#### Task description:
Each line of the data below must be given again exactly as written.

#### Data excerpts:
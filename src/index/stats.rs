use crate::error::Result;
use crate::index::types::DocKind;
use crate::store::{Store, Table};
use std::path::{Path, PathBuf};

/// Size and row counts of an index database
#[derive(Debug, Clone, PartialEq, Eq)]
pub struct StoreStats {
    pub location: Option<PathBuf>,
    /// Database file plus its write-ahead log
    pub size_bytes: u64,
    pub path_nodes: u64,
    pub path_documents: u64,
    pub file_documents: u64,
    pub words: u64,
    pub matches: u64,
}

pub fn collect_stats(store: &Store) -> Result<StoreStats> {
    let location = store.location().map(Path::to_path_buf);
    let size_bytes = location.as_deref().map(db_size).unwrap_or(0);

    Ok(StoreStats {
        location,
        size_bytes,
        path_nodes: store.count_rows(Table::Path)?,
        path_documents: store.count_documents(DocKind::Path)?,
        file_documents: store.count_documents(DocKind::File)?,
        words: store.count_rows(Table::Word)?,
        matches: store.count_rows(Table::Matches)?,
    })
}

/// Display index statistics
pub fn show_stats(store: &Store) -> Result<()> {
    let stats = collect_stats(store)?;

    println!("Index Statistics");
    println!("================");
    println!();
    match &stats.location {
        Some(path) => println!("Database:         {}", path.display()),
        None => println!("Database:         (in memory)"),
    }
    println!("Size:             {}", format_size(stats.size_bytes));
    println!();
    println!("Path nodes:       {}", stats.path_nodes);
    println!("Path documents:   {}", stats.path_documents);
    println!("File documents:   {}", stats.file_documents);
    println!("Words:            {}", stats.words);
    println!("Matches:          {}", stats.matches);

    Ok(())
}

fn db_size(path: &Path) -> u64 {
    let mut wal = path.as_os_str().to_owned();
    wal.push("-wal");
    [path.to_path_buf(), PathBuf::from(wal)]
        .iter()
        .filter_map(|p| std::fs::metadata(p).ok())
        .map(|m| m.len())
        .sum()
}

/// Format byte size to human readable
pub fn format_size(bytes: u64) -> String {
    const KB: u64 = 1024;
    const MB: u64 = KB * 1024;
    const GB: u64 = MB * 1024;

    if bytes >= GB {
        format!("{:.2} GB", bytes as f64 / GB as f64)
    } else if bytes >= MB {
        format!("{:.2} MB", bytes as f64 / MB as f64)
    } else if bytes >= KB {
        format!("{:.2} KB", bytes as f64 / KB as f64)
    } else {
        format!("{} bytes", bytes)
    }
}
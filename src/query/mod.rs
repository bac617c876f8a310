pub mod search;

pub use search::{normalize_query, search, SearchHit};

#### Answer box:
filename src/index/stats.rs
use crate::error::Result;
use crate::index::types::DocKind;
use crate::store::{Store, Table};
use std::path::{Path, PathBuf};

/// Size and row counts of an index database
#[derive(Debug, Clone, PartialEq, Eq)]
pub struct StoreStats {
    pub location: Option<PathBuf>,
    /// Database file plus its write-ahead log
    pub size_bytes: u64,
    pub path_nodes: u64,
    pub path_documents: u64,
    pub file_documents: u64,
    pub words: u64,
    pub matches: u64,
}

pub fn collect_stats(store: &Store) -> Result<StoreStats> {
    let location = store.location().map(Path::to_path_buf);
    let size_bytes = location.as_deref().map(db_size).unwrap_or(0);

    Ok(StoreStats {
        location,
        size_bytes,
        path_nodes: store.count_rows(Table::Path)?,
        path_documents: store.count_documents(DocKind::Path)?,
        file_documents: store.count_documents(DocKind::File)?,
        words: store.count_rows(Table::Word)?,
        matches: store.count_rows(Table::Matches)?,
    })
}

/// Display index statistics
pub fn show_stats(store: &Store) -> Result<()> {
    let stats = collect_stats(store)?;

    println!("Index Statistics");
    println!("================");
    println!();
    match &stats.location {
        Some(path) => println!("Database:         {}", path.display()),
        None => println!("Database:         (in memory)"),
    }
    println!("Size:             {}", format_size(stats.size_bytes));
    println!();
    println!("Path nodes:       {}", stats.path_nodes);
    println!("Path documents:   {}", stats.path_documents);
    println!("File documents:   {}", stats.file_documents);
    println!("Words:            {}", stats.words);
    println!("Matches:          {}", stats.matches);

    Ok(())
}

fn db_size(path: &Path) -> u64 {
    let mut wal = path.as_os_str().to_owned();
    wal.push("-wal");
    [path.to_path_buf(), PathBuf::from(wal)]
        .iter()
        .filter_map(|p| std::fs::metadata(p).ok())
        .map(|m| m.len())
        .sum()
}

/// Format byte size to human readable
pub fn format_size(bytes: u64) -> String {
    const KB: u64 = 1024;
    const MB: u64 = KB * 1024;
    const GB: u64 = MB * 1024;

    if bytes >= GB {
        format!("{:.2} GB", bytes as f64 / GB as f64)
    } else if bytes >= MB {
        format!("{:.2} MB", bytes as f64 / MB as f64)
    } else if bytes >= KB {
        format!("{:.2} KB", bytes as f64 / KB as f64)
    } else {
        format!("{} bytes", bytes)
    }
}
filename src/query/mod.rs
repository bac617c876f8a310
pub mod search;

pub use search::{normalize_query, search, SearchHit};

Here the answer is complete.